Sagemaker serverless - ValidationError: oversize body
sid8491 opened this issue · 0 comments
Describe the bug
I have an image classification model stored in s3 location.
If I deploy the model as real-time inference, then I am able to predict any image size, however, if I deploy the model as serverless then I am not able to predict images bigger than 400x400 size.
Getting following error:
ValidationError: An error occurred (ValidationError) when calling the InvokeEndpoint operation: Request {request-id} has oversize body.
To reproduce
Deploy the model as serverless:
from sagemaker.tensorflow import TensorFlowModel
from sagemaker import get_execution_role
from sagemaker import Session
import boto3
from sagemaker.serverless import ServerlessInferenceConfig
print('starting ...')
model_data = "s3://datascience--sagemaker/model_repository/Reimbursement Flow/blur_classifier/model.tar.gz"

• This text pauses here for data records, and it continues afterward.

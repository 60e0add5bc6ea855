//! Full tag branch life cycle against a running node: create, release,
//! resolve, retire.

use std::sync::Arc;

use swimlane::BranchStatus;
use swimlane::Error;
use swimlane::LifecycleError;
use swimlane::MemoryStore;
use tokio::sync::watch;

use crate::common::enable_logger;
use crate::common::publish_release;
use crate::common::seed_root_namespace;
use crate::common::start_memory_node;
use crate::common::stop_node;
use crate::common::wait_until;
use crate::common::APP;
use crate::common::CLUSTER;
use crate::common::NAMESPACE;
use crate::common::OPERATOR;

const CLIENT_APP: &str = "checkout-web";

#[tokio::test(flavor = "multi_thread", worker_threads = 2)]
async fn test_tag_branch_life_cycle() {
    enable_logger();
    let store = Arc::new(MemoryStore::in_memory());
    seed_root_namespace(store.as_ref()).unwrap();

    let (shutdown_tx, shutdown_rx) = watch::channel(());
    let (node, handle) = start_memory_node(store.clone(), shutdown_rx).await;
    let service = node.tag_service();
    let rules = node.rules();

    // 1. Branch exists but was never released: nothing to serve
    let branch = service
        .create_tag_branch(APP, CLUSTER, NAMESPACE, "gray", OPERATOR)
        .unwrap();
    node.notify_release(APP, CLUSTER, NAMESPACE).unwrap();
    assert!(rules
        .resolve(CLIENT_APP, "swimlane-gray", APP, CLUSTER, NAMESPACE)
        .is_none());

    let again = service.create_tag_branch(APP, CLUSTER, NAMESPACE, "swimlane-gray", OPERATOR);
    assert!(matches!(
        again,
        Err(Error::Lifecycle(LifecycleError::Conflict { .. }))
    ));

    // 2. Release the branch and announce it
    let release_id = publish_release(store.as_ref(), &branch.cluster_name).unwrap();
    let rule = service
        .update_branch_rule_on_new_release(APP, CLUSTER, NAMESPACE, &branch.cluster_name, release_id, OPERATOR)
        .unwrap()
        .unwrap();
    assert_eq!(rule.release_id, release_id);
    node.notify_release(APP, CLUSTER, NAMESPACE).unwrap();

    wait_until(|| rules.resolve(APP, "swimlane-gray", APP, CLUSTER, NAMESPACE) == Some(release_id)).await;
    assert!(rules.has_tag_rule(APP, "swimlane-gray", NAMESPACE));
    assert!(rules
        .resolve(APP, "swimlane-blue", APP, CLUSTER, NAMESPACE)
        .is_none());

    let found = service
        .find_tag_branch(APP, CLUSTER, NAMESPACE, "gray")
        .unwrap()
        .unwrap();
    assert_eq!(found.cluster_name, branch.cluster_name);
    let branches = service.find_tag_branches(APP, CLUSTER, NAMESPACE).unwrap();
    assert_eq!(branches.len(), 1);
    assert_eq!(branches[0].tag, "swimlane-gray");

    // 3. Retire it; the node publishes on its own
    service
        .delete_tag_branch(APP, CLUSTER, NAMESPACE, &branch.cluster_name, BranchStatus::Merged, OPERATOR)
        .unwrap();
    wait_until(|| {
        rules
            .resolve(APP, "swimlane-gray", APP, CLUSTER, NAMESPACE)
            .is_none()
    })
    .await;
    assert!(!rules.has_tag_rule(APP, "swimlane-gray", NAMESPACE));

    let latest = service
        .find_branch_tag_rule(APP, CLUSTER, NAMESPACE, &branch.cluster_name)
        .unwrap()
        .unwrap();
    assert_eq!(latest.branch_status, BranchStatus::Merged);
    assert!(service
        .find_tag_branch(APP, CLUSTER, NAMESPACE, "gray")
        .unwrap()
        .is_none());

    // Deleting again is a no-op
    service
        .delete_tag_branch(APP, CLUSTER, NAMESPACE, &branch.cluster_name, BranchStatus::Deleted, OPERATOR)
        .unwrap();

    stop_node(shutdown_tx, handle).await;
}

role = get_execution_role()
sess = Session()
bucket = sess.default_bucket()
region = boto3.Session().region_name
tf_framework_version = '2.0.0'
sm_model = TensorFlowModel(model_data = model_data,
framework_version = tf_framework_version,
role=role)
predictor = sm_model.deploy(
endpoint_name = 'blur-classifier-serverless',
serverless_inference_config = ServerlessInferenceConfig(
memory_size_in_mb= 2048,
max_concurrency= 1,
)
)
Predict as:
from PIL import Image
import numpy as np
import boto3
runtime = boto3.client("sagemaker-runtime")
import json
img_file="doc_classifier_images/012_0205.jpg"
img_file="0ed2d3e1-fe50-4026-b3bf-9aef535f48cc.jpg"
img = Image.open(img_file)
size = 600
img = img.resize((size, size))
img = np.array(img)
img = img.reshape((1, size, size, 3))
img = img/255.
img = np.around(img, decimals=3)
payload = json.dumps(np.asarray(img).astype(float).tolist())
model_name = "blur-classifier-serverless"
content_type = "application/json"
response = runtime.invoke_endpoint( EndpointName=model_name, ContentType=content_type, Body=payload)
pred=json.load(response['Body'])
Expected behavior
Prediction should be made.
If I keep size = 400
then it is working fine.
Or if I deploy the model as real-time inference then it is working fine for both 400 and 600 size images.
Additional context
Deployment script to deploy the model as real-time model:
from sagemaker.tensorflow import TensorFlowModel
from sagemaker import get_execution_role
from sagemaker import Session
print('starting ...')
model_data = "s3://datascience--sagemaker/model_repository/Reimbursement Flow/blur_classifier/model.tar.gz"
instance_type = "ml.m4.xlarge"
role = get_execution_role()
sess = Session()
bucket = sess.default_bucket()
instance_type = 'ml.m4.xlarge'
tf_framework_version = '2.0.0'
temp_endpoint_name = "temp"
sm_model = TensorFlowModel(model_data = model_data,
framework_version = tf_framework_version,
role=role)
# Now to deploy the model
tf_predictor = sm_model.deploy(endpoint_name="blurclassifier-server",
initial_instance_count=1,
instance_type=instance_type,
)